_Supplied records_

====

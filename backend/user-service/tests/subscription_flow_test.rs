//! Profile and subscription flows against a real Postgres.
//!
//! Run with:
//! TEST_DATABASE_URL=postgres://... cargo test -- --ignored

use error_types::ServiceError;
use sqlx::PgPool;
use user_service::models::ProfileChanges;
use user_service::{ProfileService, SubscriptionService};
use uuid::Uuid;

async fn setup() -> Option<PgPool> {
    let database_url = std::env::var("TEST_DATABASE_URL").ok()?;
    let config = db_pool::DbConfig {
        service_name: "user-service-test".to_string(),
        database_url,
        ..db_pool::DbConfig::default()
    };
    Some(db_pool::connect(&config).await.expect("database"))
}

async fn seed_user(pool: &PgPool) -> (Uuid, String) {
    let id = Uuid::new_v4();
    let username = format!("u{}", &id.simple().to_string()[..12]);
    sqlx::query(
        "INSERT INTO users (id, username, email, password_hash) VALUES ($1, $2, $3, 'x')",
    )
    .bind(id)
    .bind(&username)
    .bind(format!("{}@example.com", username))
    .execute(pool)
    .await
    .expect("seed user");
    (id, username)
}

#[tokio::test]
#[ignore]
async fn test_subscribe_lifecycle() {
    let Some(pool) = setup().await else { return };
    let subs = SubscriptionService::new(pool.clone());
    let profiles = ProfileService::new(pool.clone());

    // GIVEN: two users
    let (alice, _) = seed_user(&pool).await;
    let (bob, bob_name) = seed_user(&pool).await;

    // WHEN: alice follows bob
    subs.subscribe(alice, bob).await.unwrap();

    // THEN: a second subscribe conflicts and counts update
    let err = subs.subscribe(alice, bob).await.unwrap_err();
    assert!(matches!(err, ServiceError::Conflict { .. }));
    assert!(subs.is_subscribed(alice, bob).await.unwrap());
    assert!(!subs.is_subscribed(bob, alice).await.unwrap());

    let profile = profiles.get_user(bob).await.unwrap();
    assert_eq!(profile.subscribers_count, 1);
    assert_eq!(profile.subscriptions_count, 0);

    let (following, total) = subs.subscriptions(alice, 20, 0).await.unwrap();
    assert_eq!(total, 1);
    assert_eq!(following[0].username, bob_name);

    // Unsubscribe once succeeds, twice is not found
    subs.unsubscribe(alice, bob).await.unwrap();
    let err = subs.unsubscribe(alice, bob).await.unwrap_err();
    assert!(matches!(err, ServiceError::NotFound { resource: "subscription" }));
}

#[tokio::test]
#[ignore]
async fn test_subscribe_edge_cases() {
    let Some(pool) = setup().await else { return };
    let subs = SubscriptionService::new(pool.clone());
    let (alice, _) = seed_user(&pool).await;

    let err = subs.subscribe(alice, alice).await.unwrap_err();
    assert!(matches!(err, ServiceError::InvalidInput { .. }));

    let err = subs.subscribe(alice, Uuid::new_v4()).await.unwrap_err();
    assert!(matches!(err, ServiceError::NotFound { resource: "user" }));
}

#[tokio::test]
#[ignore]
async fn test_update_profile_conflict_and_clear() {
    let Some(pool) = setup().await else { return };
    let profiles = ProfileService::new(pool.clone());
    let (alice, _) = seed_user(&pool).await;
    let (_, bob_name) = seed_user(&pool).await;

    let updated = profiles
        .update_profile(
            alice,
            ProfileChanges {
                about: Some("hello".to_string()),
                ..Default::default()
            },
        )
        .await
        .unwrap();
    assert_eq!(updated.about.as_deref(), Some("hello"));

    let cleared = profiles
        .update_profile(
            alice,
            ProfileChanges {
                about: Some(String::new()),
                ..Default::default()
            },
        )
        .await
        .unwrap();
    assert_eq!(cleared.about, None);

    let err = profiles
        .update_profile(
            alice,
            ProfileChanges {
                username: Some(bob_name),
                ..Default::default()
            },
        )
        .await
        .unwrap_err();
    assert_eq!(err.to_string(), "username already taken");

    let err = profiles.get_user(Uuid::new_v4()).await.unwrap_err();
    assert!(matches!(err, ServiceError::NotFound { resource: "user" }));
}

====

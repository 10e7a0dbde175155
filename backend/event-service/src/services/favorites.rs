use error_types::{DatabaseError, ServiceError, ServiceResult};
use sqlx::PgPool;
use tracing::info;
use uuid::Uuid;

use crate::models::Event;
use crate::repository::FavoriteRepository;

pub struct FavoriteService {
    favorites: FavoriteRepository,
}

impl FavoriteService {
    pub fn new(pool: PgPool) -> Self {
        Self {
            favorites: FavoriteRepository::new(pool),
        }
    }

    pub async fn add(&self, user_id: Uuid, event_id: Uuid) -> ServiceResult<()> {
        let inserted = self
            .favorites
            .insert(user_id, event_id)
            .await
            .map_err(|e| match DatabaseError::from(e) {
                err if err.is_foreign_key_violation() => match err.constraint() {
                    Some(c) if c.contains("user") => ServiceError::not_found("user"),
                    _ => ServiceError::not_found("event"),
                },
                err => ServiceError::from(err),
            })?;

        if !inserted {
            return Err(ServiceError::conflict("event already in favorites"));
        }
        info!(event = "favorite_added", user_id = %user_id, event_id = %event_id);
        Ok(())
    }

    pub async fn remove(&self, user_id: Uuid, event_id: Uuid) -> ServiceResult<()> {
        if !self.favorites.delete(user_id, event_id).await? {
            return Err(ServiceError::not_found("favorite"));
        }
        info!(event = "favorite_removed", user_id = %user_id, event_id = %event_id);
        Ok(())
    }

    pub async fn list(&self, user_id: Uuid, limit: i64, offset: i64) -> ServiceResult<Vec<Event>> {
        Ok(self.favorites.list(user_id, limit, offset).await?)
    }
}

====

_Problem description_
For the string "FavoriteRepository", go line by line through the material and copy every line that has it.

_Response box_
use crate::repository::FavoriteRepository;
    favorites: FavoriteRepository,
            favorites: FavoriteRepository::new(pool),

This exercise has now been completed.